Chrysler could be dismembered as part of sale

Chrysler could be sold in pieces to other companies as its majority shareholder Cerberus Capital Management seeks to exit the auto business, according to a person briefed on the discussions. Cerberus, the New York-based private equity firm, has been shopping the beleaguered automaker to General Motors Corp., the combined Nissan Motor Co. and Renault SA and other companies. Many combinations are being discussed, said the person who has been briefed on the talks. The person asked not to be identified because the discussions are private. Chrysler spokeswoman Shawn Morgan and Cerberus spokesman Peter Duda declined to comment.

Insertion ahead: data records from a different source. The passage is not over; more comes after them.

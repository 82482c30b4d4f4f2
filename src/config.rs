use crate::i18n::LanguageRegistry;
use crate::production::parse_form_date;
use anyhow::{bail, Context, Result};
use chrono::{Local, NaiveDate};

#[derive(Debug, Clone)]
pub struct Config {
    // Languages offered by multilingual fields, in selector order
    pub supported_languages: Vec<String>,

    // Preview
    pub form_definition: String,

    // Storage/production form
    pub today: Option<NaiveDate>,
}

impl Config {
    pub fn from_env() -> Result<Self> {
        Ok(Self {
            supported_languages: std::env::var("FORM_LANGUAGES")
                .map(|v| parse_language_list(&v))
                .unwrap_or_else(|_| default_languages()),

            form_definition: std::env::var("FORM_DEFINITION")
                .unwrap_or_else(|_| "data/form_preview.json".to_string()),

            today: std::env::var("FORM_TODAY")
                .ok()
                .map(|v| {
                    parse_form_date(&v)
                        .with_context(|| format!("FORM_TODAY must be YYYY-MM-DD, got '{}'", v))
                })
                .transpose()?,
        })
    }

    /// The storage/production form's today: `FORM_TODAY` or the local date.
    pub fn today(&self) -> NaiveDate {
        self.today.unwrap_or_else(|| Local::now().date_naive())
    }

    /// Build the language registry the configured codes describe.
    pub fn language_registry(&self) -> Result<LanguageRegistry> {
        if self.supported_languages.is_empty() {
            bail!("FORM_LANGUAGES must list at least one language code");
        }
        LanguageRegistry::from_codes(&self.supported_languages).context("Invalid FORM_LANGUAGES")
    }
}

impl Default for Config {
    fn default() -> Self {
        Self {
            supported_languages: default_languages(),
            form_definition: "data/form_preview.json".to_string(),
            today: None,
        }
    }
}

fn default_languages() -> Vec<String> {
    LanguageRegistry::get().codes().map(str::to_string).collect()
}

/// Split a comma-separated code list, dropping blanks.
fn parse_language_list(value: &str) -> Vec<String> {
    value
        .split(',')
        .map(str::trim)
        .filter(|code| !code.is_empty())
        .map(str::to_string)
        .collect()
}
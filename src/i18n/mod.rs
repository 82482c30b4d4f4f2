//! Language layer for the admin forms.
//!
//! # Architecture
//!
//! - `registry`: the ordered list of languages a multilingual field may use
//! - `language`: `LanguageCode`, a code validated against a registry
//! - `strings`: fixed Korean UI and validation texts
//!
//! # Example
//!
//! ```rust,ignore
//! use pantry_forms::i18n::{LanguageCode, LanguageRegistry};
//!
//! let registry = LanguageRegistry::get();
//! let korean = LanguageCode::from_code("kor", registry)?;
//! ```

mod language;
mod registry;
mod strings;

pub use language::LanguageCode;
pub use registry::{LanguageConfig, LanguageRegistry};
pub use strings::{FormStrings, KOREAN_STRINGS};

H&R Block plans $145 million stock sale

H&R Block Inc. said Wednesday that it plans to raise $145 million through a stock sale. The Kansas City-based tax preparer said it will issue nearly 8.3 million shares at $17.50 a share through subscription agreements with selected institutional investors. Company shares lost $1.03, or 5.7 percent, to $16.94 Wednesday. H&R Block said it intended to use the money "for general corporate purposes," including to "enhance capital and maintain financial flexibility." Company spokeswoman Nancy Mays said the stock sale was not to address any problems with liquidity. H&R Block relies on short-term borrowing to run operations in the fall as it prepares for the start of the income tax season, when it makes most of its income.

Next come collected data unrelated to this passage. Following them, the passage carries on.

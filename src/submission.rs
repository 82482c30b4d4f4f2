//! Decoding of posted multilingual fields.
//!
//! A field set posts two repeated controls, `<field>_codes` and
//! `<field>_names`. The receiving handler pairs them index by index into a
//! language-to-text mapping, which is what the catalog stores.

use crate::fieldset::InitialValue;
use serde::ser::{Serialize, SerializeMap, Serializer};
use tracing::warn;

/// Language-to-text mapping of one posted field, in submission order.
#[derive(Debug, Clone, Default, PartialEq, Eq)]
pub struct MultilingualText {
    entries: Vec<(String, String)>,
}

impl MultilingualText {
    /// Pair the posted `<field>_codes` and `<field>_names` values.
    ///
    /// Extra values on the longer side are dropped. A repeated code keeps
    /// the position of its first occurrence and the text of its last one.
    pub fn from_form<K, V>(pairs: &[(K, V)], field_name: &str) -> Self
    where
        K: AsRef<str>,
        V: AsRef<str>,
    {
        let codes_name = format!("{}_codes", field_name);
        let names_name = format!("{}_names", field_name);

        let codes = values_named(pairs, &codes_name);
        let names = values_named(pairs, &names_name);

        if codes.len() != names.len() {
            warn!(
                field = field_name,
                codes = codes.len(),
                names = names.len(),
                "Mismatched multilingual field lists, extra values dropped"
            );
        }

        let mut text = Self::default();
        for (code, name) in codes.into_iter().zip(names) {
            text.insert(code, name);
        }
        text
    }

    /// Set the text for a code, keeping the code's original position.
    pub fn insert(&mut self, code: impl Into<String>, text: impl Into<String>) {
        let code = code.into();
        let text = text.into();
        match self.entries.iter_mut().find(|(existing, _)| *existing == code) {
            Some(entry) => entry.1 = text,
            None => self.entries.push((code, text)),
        }
    }

    pub fn get(&self, code: &str) -> Option<&str> {
        self.entries
            .iter()
            .find(|(existing, _)| existing == code)
            .map(|(_, text)| text.as_str())
    }

    pub fn iter(&self) -> impl Iterator<Item = (&str, &str)> {
        self.entries
            .iter()
            .map(|(code, text)| (code.as_str(), text.as_str()))
    }

    pub fn len(&self) -> usize {
        self.entries.len()
    }

    pub fn is_empty(&self) -> bool {
        self.entries.is_empty()
    }

    /// Initial values for re-opening the field on an edit page.
    pub fn to_initial_values(&self) -> Vec<InitialValue> {
        self.iter()
            .map(|(code, text)| InitialValue::new(code, text))
            .collect()
    }

    /// JSON object text, e.g. `{"kor":"쌀","eng":"rice"}`.
    pub fn to_json(&self) -> serde_json::Result<String> {
        serde_json::to_string(self)
    }
}

/// Values posted under `name`, in order.
fn values_named<'a, K, V>(pairs: &'a [(K, V)], name: &str) -> Vec<&'a str>
where
    K: AsRef<str>,
    V: AsRef<str>,
{
    pairs
        .iter()
        .filter(|(key, _)| key.as_ref() == name)
        .map(|(_, value)| value.as_ref())
        .collect()
}

impl Serialize for MultilingualText {
    fn serialize<S: Serializer>(&self, serializer: S) -> Result<S::Ok, S::Error> {
        let mut map = serializer.serialize_map(Some(self.entries.len()))?;
        for (code, text) in &self.entries {
            map.serialize_entry(code, text)?;
        }
        map.end()
    }
}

Aetna signs on for Net-based records storage

Aetna Inc. is becoming the first health insurer to team with Microsoft Corp. to give its customers an Internet-based vault for storing medical records they can access even if they change jobs or leave their health plan. Starting next month, Hartford, Conn.-based Aetna will allow some customers to transfer electronic personal health records to Microsoft's HealthVault, a platform that lets care providers look at the information if they have patient permission. The vault will give the insurer's customers continuous access to their claims information and anything a patient wants to add, such as clinical data or older medical records, Aetna President Mark Bertolini said.